EXERCISE REQUIREMENTS -
How many lines of the records below contain the word "CompletionOutput"? Answer with the number alone.

EXTRACTED INFORMATION -
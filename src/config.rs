use crate::error::{ProxyError, Result};
use serde::{Deserialize, Serialize};
use std::path::{Path, PathBuf};
use std::time::Duration;

#[derive(Debug, Clone, Serialize, Deserialize)]
pub struct ProxyConfig {
    #[serde(default = "default_port")]
    pub port: u16,
    #[serde(default)]
    pub upstream: UpstreamConfig,
    #[serde(default)]
    pub auth: AuthConfig,
    #[serde(default)]
    pub traces: TracesConfig,
}

#[derive(Debug, Clone, Serialize, Deserialize)]
pub struct UpstreamConfig {
    #[serde(default = "default_base_url")]
    pub base_url: String,
    #[serde(default = "default_upstream_key_env")]
    pub api_key_env: String,
    #[serde(default = "default_referer")]
    pub referer: String,
    #[serde(default = "default_title")]
    pub title: String,
    #[serde(default = "default_timeout_secs")]
    pub timeout_secs: u64,
}

#[derive(Debug, Clone, Serialize, Deserialize)]
pub struct AuthConfig {
    #[serde(default)]
    pub enabled: bool,
    #[serde(default = "default_inbound_key_env")]
    pub api_key_env: String,
}

#[derive(Debug, Clone, Copy, PartialEq, Eq, Default, Serialize, Deserialize)]
#[serde(rename_all = "lowercase")]
pub enum SinkKind {
    None,
    #[default]
    Log,
    Jsonl,
    Langfuse,
}

#[derive(Debug, Clone, Serialize, Deserialize)]
pub struct TracesConfig {
    #[serde(default)]
    pub sink: SinkKind,
    #[serde(default = "default_trace_path")]
    pub path: PathBuf,
    #[serde(default = "default_flush_interval_secs")]
    pub flush_interval_secs: u64,
    #[serde(default)]
    pub langfuse: LangfuseConfig,
}

#[derive(Debug, Clone, Serialize, Deserialize)]
pub struct LangfuseConfig {
    #[serde(default = "default_langfuse_host")]
    pub host: String,
    #[serde(default = "default_langfuse_public_env")]
    pub public_key_env: String,
    #[serde(default = "default_langfuse_secret_env")]
    pub secret_key_env: String,
    /// Events kept while the backend is unreachable; the oldest go first.
    #[serde(default = "default_langfuse_max_queue")]
    pub max_queue: usize,
    #[serde(default = "default_langfuse_batch_size")]
    pub batch_size: usize,
}

fn default_port() -> u16 {
    8000
}

fn default_base_url() -> String {
    "https://openrouter.ai/api/v1".to_string()
}

fn default_upstream_key_env() -> String {
    "OPENROUTER_API_KEY".to_string()
}

fn default_referer() -> String {
    "http://localhost:8000".to_string()
}

fn default_title() -> String {
    "Graphiti Proxy Server".to_string()
}

fn default_timeout_secs() -> u64 {
    60
}

fn default_inbound_key_env() -> String {
    "API_KEY".to_string()
}

fn default_trace_path() -> PathBuf {
    PathBuf::from("traces.jsonl")
}

fn default_flush_interval_secs() -> u64 {
    5
}

fn default_langfuse_host() -> String {
    "https://cloud.langfuse.com".to_string()
}

fn default_langfuse_public_env() -> String {
    "LANGFUSE_PUBLIC_KEY".to_string()
}

fn default_langfuse_secret_env() -> String {
    "LANGFUSE_SECRET_KEY".to_string()
}

fn default_langfuse_max_queue() -> usize {
    crate::trace::langfuse::DEFAULT_MAX_QUEUE
}

fn default_langfuse_batch_size() -> usize {
    crate::trace::langfuse::DEFAULT_BATCH_SIZE
}

impl Default for ProxyConfig {
    fn default() -> Self {
        Self {
            port: default_port(),
            upstream: UpstreamConfig::default(),
            auth: AuthConfig::default(),
            traces: TracesConfig::default(),
        }
    }
}

impl Default for UpstreamConfig {
    fn default() -> Self {
        Self {
            base_url: default_base_url(),
            api_key_env: default_upstream_key_env(),
            referer: default_referer(),
            title: default_title(),
            timeout_secs: default_timeout_secs(),
        }
    }
}

impl Default for AuthConfig {
    fn default() -> Self {
        Self {
            enabled: false,
            api_key_env: default_inbound_key_env(),
        }
    }
}

impl Default for TracesConfig {
    fn default() -> Self {
        Self {
            sink: SinkKind::default(),
            path: default_trace_path(),
            flush_interval_secs: default_flush_interval_secs(),
            langfuse: LangfuseConfig::default(),
        }
    }
}

impl Default for LangfuseConfig {
    fn default() -> Self {
        Self {
            host: default_langfuse_host(),
            public_key_env: default_langfuse_public_env(),
            secret_key_env: default_langfuse_secret_env(),
            max_queue: default_langfuse_max_queue(),
            batch_size: default_langfuse_batch_size(),
        }
    }
}

impl ProxyConfig {
    /// Load config from a TOML file.
    pub fn load(path: &Path) -> Result<Self> {
        let content = std::fs::read_to_string(path).map_err(|e| {
            ProxyError::config(format!("Failed to read config file {}: {}", path.display(), e))
        })?;
        let config: Self = toml::from_str(&content)?;
        Ok(config)
    }

    /// Search standard locations for a config file, falling back to defaults
    /// when none exists. An explicit path must exist.
    /// Priority: CLI arg > CWD > XDG config > home dir
    pub fn find_and_load(explicit_path: Option<&Path>) -> Result<Self> {
        if let Some(path) = explicit_path {
            return Self::load(path);
        }

        for candidate in config_search_paths() {
            if candidate.exists() {
                tracing::info!(path = %candidate.display(), "Loading config");
                return Self::load(&candidate);
            }
        }

        tracing::info!("No config file found, using defaults");
        Ok(Self::default())
    }

    /// Apply the environment variables the proxy has always honoured.
    pub fn apply_env_overrides(&mut self) -> Result<()> {
        self.apply_overrides(|key| std::env::var(key).ok())
    }

    fn apply_overrides(&mut self, lookup: impl Fn(&str) -> Option<String>) -> Result<()> {
        if let Some(port) = lookup("PORT") {
            self.port = port
                .parse()
                .map_err(|_| ProxyError::config(format!("PORT is not a valid port: {port}")))?;
        }
        if let Some(referer) = lookup("HTTP_REFERER") {
            self.upstream.referer = referer;
        }
        if let Some(title) = lookup("X_TITLE") {
            self.upstream.title = title;
        }
        if let Some(host) = lookup("LANGFUSE_HOST") {
            self.traces.langfuse.host = host;
        }
        Ok(())
    }
}

impl UpstreamConfig {
    pub fn completions_url(&self) -> String {
        format!("{}/chat/completions", self.base_url.trim_end_matches('/'))
    }

    pub fn timeout(&self) -> Duration {
        Duration::from_secs(self.timeout_secs)
    }

    /// Resolve the provider API key. Checked per request, not at startup.
    pub fn resolve_api_key(&self) -> Result<String> {
        std::env::var(&self.api_key_env)
            .ok()
            .filter(|k| !k.is_empty())
            .ok_or_else(|| {
                ProxyError::config(format!(
                    "Missing {} environment variable",
                    self.api_key_env
                ))
            })
    }
}

impl AuthConfig {
    /// The key inbound callers must present. When the variable is unset a
    /// random key is generated for this process and logged once.
    pub fn resolve_api_key(&self) -> String {
        match std::env::var(&self.api_key_env) {
            Ok(key) if !key.is_empty() => key,
            _ => {
                let key = uuid::Uuid::new_v4().simple().to_string();
                tracing::warn!(
                    env = %self.api_key_env,
                    generated_key = %key,
                    "API key variable not set, generated a key for this session"
                );
                key
            }
        }
    }
}

pub fn config_search_paths() -> Vec<PathBuf> {
    let mut paths = Vec::new();

    // CWD
    paths.push(PathBuf::from("observability-proxy.toml"));

    if let Ok(xdg) = std::env::var("XDG_CONFIG_HOME") {
        paths.push(PathBuf::from(xdg).join("observability-proxy").join("config.toml"));
    }
    if let Some(home) = home_dir() {
        paths.push(home.join(".config").join("observability-proxy").join("config.toml"));
        paths.push(home.join(".observability-proxy.toml"));
    }

    paths
}

fn home_dir() -> Option<PathBuf> {
    std::env::var("HOME").ok().map(PathBuf::from)
}

#[cfg(test)]
mod tests {
    use super::*;
    use std::collections::HashMap;
    use std::io::Write;
    use tempfile::NamedTempFile;

    #[test]
    fn test_load_config() {
        let mut f = NamedTempFile::new().unwrap();
        writeln!(
            f,
            r#"
port = 5000

[upstream]
base_url = "http://localhost:9999/api/v1/"
title = "Test Title"

[auth]
enabled = true

[traces]
sink = "jsonl"
path = "/tmp/traces.jsonl"
"#
        )
        .unwrap();

        let config = ProxyConfig::load(f.path()).unwrap();
        assert_eq!(config.port, 5000);
        assert_eq!(
            config.upstream.completions_url(),
            "http://localhost:9999/api/v1/chat/completions"
        );
        assert_eq!(config.upstream.title, "Test Title");
        assert_eq!(config.upstream.referer, "http://localhost:8000");
        assert_eq!(config.upstream.timeout(), Duration::from_secs(60));
        assert!(config.auth.enabled);
        assert_eq!(config.auth.api_key_env, "API_KEY");
        assert_eq!(config.traces.sink, SinkKind::Jsonl);
        assert_eq!(config.traces.langfuse.host, "https://cloud.langfuse.com");
    }

    #[test]
    fn test_example_config_matches_defaults() {
        let path = Path::new(env!("CARGO_MANIFEST_DIR")).join("config.example.toml");
        let config = ProxyConfig::load(&path).unwrap();
        let defaults = ProxyConfig::default();
        assert_eq!(config.port, defaults.port);
        assert_eq!(config.upstream.base_url, defaults.upstream.base_url);
        assert_eq!(config.upstream.title, defaults.upstream.title);
        assert_eq!(config.traces.sink, defaults.traces.sink);
        assert_eq!(config.traces.langfuse.host, defaults.traces.langfuse.host);
        assert_eq!(config.traces.langfuse.max_queue, 10_000);
        assert_eq!(config.traces.langfuse.batch_size, 500);
    }

    #[test]
    fn test_empty_file_gives_defaults() {
        let f = NamedTempFile::new().unwrap();
        let config = ProxyConfig::load(f.path()).unwrap();
        assert_eq!(config.port, 8000);
        assert_eq!(
            config.upstream.completions_url(),
            "https://openrouter.ai/api/v1/chat/completions"
        );
        assert_eq!(config.upstream.api_key_env, "OPENROUTER_API_KEY");
        assert!(!config.auth.enabled);
        assert_eq!(config.traces.sink, SinkKind::Log);
    }

    #[test]
    fn test_env_overrides() {
        let env: HashMap<&str, &str> = [
            ("PORT", "9001"),
            ("HTTP_REFERER", "https://example.com"),
            ("X_TITLE", "Other"),
            ("LANGFUSE_HOST", "http://langfuse.local"),
        ]
        .into_iter()
        .collect();

        let mut config = ProxyConfig::default();
        config
            .apply_overrides(|k| env.get(k).map(|v| v.to_string()))
            .unwrap();

        assert_eq!(config.port, 9001);
        assert_eq!(config.upstream.referer, "https://example.com");
        assert_eq!(config.upstream.title, "Other");
        assert_eq!(config.traces.langfuse.host, "http://langfuse.local");
    }

    #[test]
    fn test_invalid_port_override() {
        let mut config = ProxyConfig::default();
        let err = config
            .apply_overrides(|k| (k == "PORT").then(|| "eighty".to_string()))
            .unwrap_err();
        assert!(matches!(err, ProxyError::Config { .. }));
    }

    #[test]
    fn test_missing_upstream_key_is_config_error() {
        let upstream = UpstreamConfig {
            api_key_env: "OBSERVABILITY_PROXY_TEST_UNSET_KEY".to_string(),
            ..UpstreamConfig::default()
        };
        let err = upstream.resolve_api_key().unwrap_err();
        assert!(matches!(err, ProxyError::Config { .. }));
    }
}
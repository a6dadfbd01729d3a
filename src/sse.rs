//! Server-Sent-Events handling for relayed completion streams.
//!
//! Lines are relayed to the client verbatim; this module only splits the
//! upstream byte stream into lines and reads what the trace needs out of them.

use serde_json::Value;

pub const DATA_PREFIX: &str = "data:";
pub const DONE_SENTINEL: &str = "[DONE]";

/// Splits a byte stream into lines, holding partial lines (and partial UTF-8
/// sequences) until the rest arrives.
#[derive(Debug, Default)]
pub struct LineSplitter {
    buffer: Vec<u8>,
}

impl LineSplitter {
    pub fn new() -> Self {
        Self::default()
    }

    /// Feed a network chunk, returning every line it completed.
    /// Line terminators (`\n` or `\r\n`) are stripped.
    pub fn push(&mut self, bytes: &[u8]) -> Vec<String> {
        self.buffer.extend_from_slice(bytes);

        let mut lines = Vec::new();
        let mut start = 0;
        while let Some(offset) = self.buffer[start..].iter().position(|&b| b == b'\n') {
            let end = start + offset;
            lines.push(decode_line(&self.buffer[start..end]));
            start = end + 1;
        }
        self.buffer.drain(..start);
        lines
    }

    /// Flush whatever is left once the upstream body has ended.
    pub fn finish(&mut self) -> Option<String> {
        if self.buffer.is_empty() {
            return None;
        }
        let line = decode_line(&self.buffer);
        self.buffer.clear();
        Some(line)
    }
}

fn decode_line(raw: &[u8]) -> String {
    let raw = raw.strip_suffix(b"\r").unwrap_or(raw);
    String::from_utf8_lossy(raw).into_owned()
}

/// What a single relayed line means for the trace.
#[derive(Debug, Clone, PartialEq)]
pub enum LineEvent {
    /// Comments, `event:` fields and anything else that isn't `data:`.
    NotData,
    /// The end-of-stream sentinel.
    Done,
    /// A parsed JSON chunk.
    Chunk {
        delta: Option<String>,
        usage: Option<Value>,
    },
    /// A `data:` payload that isn't valid JSON. Skipped.
    Malformed,
}

pub fn inspect_line(line: &str) -> LineEvent {
    let Some(payload) = line.strip_prefix(DATA_PREFIX) else {
        return LineEvent::NotData;
    };
    let payload = payload.strip_prefix(' ').unwrap_or(payload);

    if payload.trim() == DONE_SENTINEL {
        return LineEvent::Done;
    }

    match serde_json::from_str::<Value>(payload) {
        Ok(chunk) => LineEvent::Chunk {
            delta: delta_content(&chunk).map(str::to_string),
            usage: usage_of(&chunk),
        },
        Err(_) => LineEvent::Malformed,
    }
}

/// `choices[0].delta.content` of a streaming chunk.
pub fn delta_content(chunk: &Value) -> Option<&str> {
    chunk
        .get("choices")?
        .get(0)?
        .get("delta")?
        .get("content")?
        .as_str()
}

/// Generated text and usage extracted from a complete (non-streaming) body.
#[derive(Debug, Clone, Default, PartialEq)]
pub struct CompletionOutput {
    pub text: String,
    pub usage: Option<Value>,
}

pub fn completion_output(body: &Value) -> CompletionOutput {
    let text = body
        .get("choices")
        .and_then(|c| c.get(0))
        .and_then(|c| c.get("message"))
        .and_then(|m| m.get("content"))
        .and_then(Value::as_str)
        .unwrap_or_default()
        .to_string();

    CompletionOutput {
        text,
        usage: usage_of(body),
    }
}

fn usage_of(value: &Value) -> Option<Value> {
    value.get("usage").filter(|u| u.is_object()).cloned()
}

/// Re-frame a relayed line as its own SSE event.
pub fn frame(line: &str) -> String {
    format!("{line}\n\n")
}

RESULT OF THE EXERCISE -
3